Work request: Return all lines of the records that contain the word "Severity".

*** Opening of Available records ***

use std::collections::BTreeMap;

use serde_json::Value;
use thiserror::Error;

pub type Result<T, E = NodeError> = std::result::Result<T, E>;

/// How loudly an error should be surfaced to whoever configured the node.
#[derive(Debug, Clone, Copy, PartialEq, Eq)]
pub enum Severity {
    Warning,
    Error,
}

/// A failed call against the Businessmap API, carrying whatever the server
/// sent back so it can be inspected later.
#[derive(Debug, Clone, Error)]
#[error("{message}")]
pub struct ApiError {
    pub status: Option<u16>,
    pub message: String,
    pub description: String,
    pub headers: BTreeMap<String, String>,
    pub raw_body: Option<String>,
}

impl ApiError {
    pub fn new(message: impl Into<String>) -> Self {
        Self {
            status: None,
            message: message.into(),
            description: NO_DETAILS.to_string(),
            headers: BTreeMap::new(),
            raw_body: None,
        }
    }

    pub fn with_description(mut self, description: impl Into<String>) -> Self {
        self.description = description.into();
        self
    }

    pub fn with_status(mut self, status: u16) -> Self {
        self.status = Some(status);
        self
    }
}

pub const NO_DETAILS: &str = "No further details available";

#[derive(Debug, Error)]
pub enum NodeError {
    /// Bad input caught before any request was sent.
    #[error("{0}")]
    Validation(String),

    /// A lookup needs a parent selection (usually a board) that is missing.
    #[error("{0}")]
    SelectionRequired(String),

    #[error("Operation \"{operation}\" for resource \"{resource}\" is not supported")]
    UnsupportedOperation { resource: String, operation: String },

    #[error(transparent)]
    Api(#[from] ApiError),

    #[error("{message}")]
    InvalidResponse {
        message: String,
        details: Option<Value>,
    },

    #[error("{message}")]
    Operation {
        message: String,
        description: Option<String>,
    },

    #[error("{0}")]
    Config(String),

    #[error("{0}")]
    Storage(String),
}

impl NodeError {
    pub fn validation(message: impl Into<String>) -> Self {
        NodeError::Validation(message.into())
    }

    pub fn invalid_response(message: impl Into<String>, details: Option<Value>) -> Self {
        NodeError::InvalidResponse {
            message: message.into(),
            details,
        }
    }

    pub fn operation(message: impl Into<String>, description: impl Into<String>) -> Self {
        NodeError::Operation {
            message: message.into(),
            description: Some(description.into()),
        }
    }

    pub fn severity(&self) -> Severity {
        match self {
            NodeError::Validation(_) | NodeError::SelectionRequired(_) => Severity::Warning,
            _ => Severity::Error,
        }
    }

    pub fn http_code(&self) -> Option<u16> {
        match self {
            NodeError::UnsupportedOperation { .. } => Some(400),
            NodeError::Api(err) => err.status,
            _ => None,
        }
    }

    pub fn description(&self) -> Option<String> {
        match self {
            NodeError::UnsupportedOperation { .. } => {
                Some("Check that the resource and operation combination exists".into())
            }
            NodeError::Api(err) => Some(err.description.clone()),
            NodeError::InvalidResponse { details, .. } => details.as_ref().map(Value::to_string),
            NodeError::Operation { description, .. } => description.clone(),
            _ => None,
        }
    }

    /// Collapse any error into the API error shape handed back to the host.
    /// API errors pass through untouched.
    pub fn into_api_error(self) -> ApiError {
        match self {
            NodeError::Api(err) => err,
            other => {
                let mut err = ApiError::new(other.to_string());
                err.status = other.http_code();
                if let Some(description) = other.description() {
                    err.description = description;
                }
                err
            }
        }
    }
}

*** Close of Available records ***

Answer to the exercise:
pub enum Severity {
    pub fn severity(&self) -> Severity {
            NodeError::Validation(_) | NodeError::SelectionRequired(_) => Severity::Warning,
            _ => Severity::Error,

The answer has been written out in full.